Branding-You-dot-com-Connect-the-dotsOne of the best communication tools available is to establish a platform from which to deliver your message.

Your brand can do a great deal of the heavy lifting when attempting to communicate or deliver a message to your audience.

Effective branding will establish you as an authority and will pre-qualify your target audience. Properly branded, makes you more identifiable and accessible to your supporters.

Start with a dot-com to connect your dots.

Who are you?

The very fist consideration in branding one’s self, is to establish your name – and to distinguish it as apart from those who have similar names.

In the current level of technology in the world’s methods of communication, the dot-com is the definitive qualifier for effective branding.

Your ability to purchase your own dot-com may determine what your brandable name might be.

For instance, if your name is John Smith and you discover that johnsmith.com is not available, you must continue to research additional variations until you find a brandable dot-com.

If after exploring all the possible variations of your name to establish your dot-com identity only to find that they have already been scooped up by others sharing your name (which you may have never known how common your name was prior to this exercise) there may be a last-ditch-effort available to you.

You could resort to using dashes, like: john—r-smith.com but if you must do this, I would also suggest in backing it up with another domain extension (like a dot-net or some other available extension without the hyphens).

You should have two dot-coms one representing who you are (your personal name) and what you do.

What do you do?

Next is to establish your brand in your area of interest or expertise.

Let’s say that you make homemade beer; to brand yourself you might attempt to get homemadebeer.com. You discover that domain is taken, so you must do additional work to find an available dot-com that pertains to you.

This is an excellent procedure to encourage you to expand your scope to include an arena for fans and fellow aficionados to interact with you, so you expand your scope to include room for others bolstering your influence.

Your resulting dot-coms from this exercise might result in obtaining:

Johnronaldsmith.com
Privatelabelbeer.com

Establishing your identity and are of interest or expertise in the dot-com arena is your first order of business and all of your activities after securing your dot-coms should reflect your branding.

If most of your friends call you “Johnny,” but your dot-com is John, then start correcting your friends – and by all means, anytime you do anything in public – make certain that you are identified as “John Ronald Smith”. Not John R. Smith. You must identify with and protect your brand, just as if it was your trademark (and it is).

What about the rest of the dot family?

A common question I get asked is, “What if my name-dot-com is not available, can’t I just get the dot-net or some other Internet extension?”
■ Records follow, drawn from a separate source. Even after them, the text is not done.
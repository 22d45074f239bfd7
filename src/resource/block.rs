use std::path::Path;
use std::sync::{Arc, Mutex, PoisonError};

use crate::parser::NodeKind;
use crate::violation::Violation;

use super::{BlockId, BlockRef, FileId, Line};

/// A named, contiguous line range of a file (a class, a function, ...).
///
/// Subblocks nest inside the parent's range. Both `add_subblock` and
/// `add_violation` only ever append.
#[derive(Debug)]
pub struct Block {
    id: BlockId,
    file: FileId,
    path: Arc<Path>,
    kind: NodeKind,
    name: String,
    start_line: usize,
    end_line: usize,
    content: String,
    parent: Option<BlockId>,
    subblocks: Vec<BlockId>,
    violations: Mutex<Vec<Violation>>,
}

impl Block {
    #[allow(clippy::too_many_arguments)]
    pub(crate) fn new(
        id: BlockId,
        file: FileId,
        path: Arc<Path>,
        kind: NodeKind,
        name: String,
        (start_line, end_line): (usize, usize),
        content: String,
        parent: Option<BlockId>,
    ) -> Self {
        Self {
            id,
            file,
            path,
            kind,
            name,
            start_line,
            end_line: end_line.max(start_line),
            content,
            parent,
            subblocks: Vec::new(),
            violations: Mutex::new(Vec::new()),
        }
    }

    #[must_use]
    pub const fn id(&self) -> BlockId {
        self.id
    }

    #[must_use]
    pub const fn file_id(&self) -> FileId {
        self.file
    }

    #[must_use]
    pub const fn block_ref(&self) -> BlockRef {
        BlockRef {
            file: self.file,
            block: self.id,
        }
    }

    #[must_use]
    pub fn path(&self) -> &Path {
        &self.path
    }

    #[must_use]
    pub const fn kind(&self) -> NodeKind {
        self.kind
    }

    #[must_use]
    pub fn name(&self) -> &str {
        &self.name
    }

    #[must_use]
    pub const fn start_line(&self) -> usize {
        self.start_line
    }

    #[must_use]
    pub const fn end_line(&self) -> usize {
        self.end_line
    }

    #[must_use]
    pub const fn line_count(&self) -> usize {
        self.end_line - self.start_line + 1
    }

    #[must_use]
    pub fn content(&self) -> &str {
        &self.content
    }

    #[must_use]
    pub const fn parent(&self) -> Option<BlockId> {
        self.parent
    }

    #[must_use]
    pub fn subblocks(&self) -> &[BlockId] {
        &self.subblocks
    }

    pub(crate) fn add_subblock(&mut self, child: BlockId) {
        self.subblocks.push(child);
    }

    /// Lines of this block, numbered as in the file.
    pub fn lines(&self) -> impl Iterator<Item = Line<'_>> {
        self.content
            .lines()
            .enumerate()
            .map(|(i, content)| Line {
                path: &self.path,
                number: self.start_line + i,
                content,
            })
    }

    /// Attach a violation discovered in this block.
    pub fn add_violation(&self, violation: Violation) {
        self.violations
            .lock()
            .unwrap_or_else(PoisonError::into_inner)
            .push(violation);
    }

    /// Snapshot of the violations attached so far, in discovery order.
    #[must_use]
    pub fn violations(&self) -> Vec<Violation> {
        self.violations
            .lock()
            .unwrap_or_else(PoisonError::into_inner)
            .clone()
    }

    #[must_use]
    pub fn violation_count(&self) -> usize {
        self.violations
            .lock()
            .unwrap_or_else(PoisonError::into_inner)
            .len()
    }
}
use std::path::{Path, PathBuf};
use std::sync::Arc;

use crate::rule::Rule;

use super::ScanContext;

/// Default ceiling on pairwise file comparisons.
pub const DEFAULT_MAX_COMPARISONS: usize = 10_000;

/// Context for checks that compare changed files against the full file set.
///
/// `max_comparisons` bounds the number of pairs a scanner should look at;
/// scanners are expected to honour it, typically via [`Self::comparison_pairs`].
#[derive(Debug, Clone, Copy)]
pub struct CrossFileScanContext<'a> {
    pub base: &'a ScanContext,
    pub rule: &'a Arc<Rule>,
    pub changed_files: &'a [PathBuf],
    pub all_files: &'a [PathBuf],
    pub max_comparisons: usize,
}

impl<'a> CrossFileScanContext<'a> {
    #[must_use]
    pub const fn new(
        base: &'a ScanContext,
        rule: &'a Arc<Rule>,
        changed_files: &'a [PathBuf],
        all_files: &'a [PathBuf],
    ) -> Self {
        Self {
            base,
            rule,
            changed_files,
            all_files,
            max_comparisons: DEFAULT_MAX_COMPARISONS,
        }
    }

    #[must_use]
    pub const fn with_max_comparisons(mut self, max_comparisons: usize) -> Self {
        self.max_comparisons = max_comparisons;
        self
    }

    /// `(changed, other)` pairs, skipping self-pairs, capped at `max_comparisons`.
    #[must_use]
    pub fn comparison_pairs(&self) -> ComparisonPairs<'a> {
        ComparisonPairs {
            changed: self.changed_files,
            all: self.all_files,
            changed_index: 0,
            all_index: 0,
            remaining: self.max_comparisons,
        }
    }
}

/// Iterator over bounded changed-vs-all file pairs.
#[derive(Debug, Clone)]
pub struct ComparisonPairs<'a> {
    changed: &'a [PathBuf],
    all: &'a [PathBuf],
    changed_index: usize,
    all_index: usize,
    remaining: usize,
}

impl<'a> ComparisonPairs<'a> {
    /// Whether the budget ran out before every pair was produced.
    #[must_use]
    pub fn exhausted_budget(&self) -> bool {
        self.remaining == 0 && self.peek_next().is_some()
    }

    fn peek_next(&self) -> Option<(usize, usize)> {
        let mut c = self.changed_index;
        let mut a = self.all_index;
        while c < self.changed.len() {
            while a < self.all.len() {
                if self.changed[c] != self.all[a] {
                    return Some((c, a));
                }
                a += 1;
            }
            c += 1;
            a = 0;
        }
        None
    }
}

impl<'a> Iterator for ComparisonPairs<'a> {
    type Item = (&'a Path, &'a Path);

    fn next(&mut self) -> Option<Self::Item> {
        if self.remaining == 0 {
            return None;
        }
        let (c, a) = self.peek_next()?;
        self.changed_index = c;
        self.all_index = a + 1;
        self.remaining -= 1;
        Some((self.changed[c].as_path(), self.all[a].as_path()))
    }
}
My initial response is, “No.”

The reason is simply that as a general rule, people who use the Internet tend to automatically type dot-com following a domain name. The risk is, of course, that someone else can hijack your identity or fan base by having the dot-com.

That said; the dot-com extension should always be your preference. To establish further protection of your brand, you may want to purchase some of the associated domain extensions (i.e., dot-net, dot-org, dot-info) to prevent someone else from diluting your branding.

Securing your dot-com identity should be your first course of business prior to coming up with a name for any new endeavor. If you come up with a great name for a new project that you are working on and the dot-com is not available… keep working on the name until you find a dot-com-brandable name.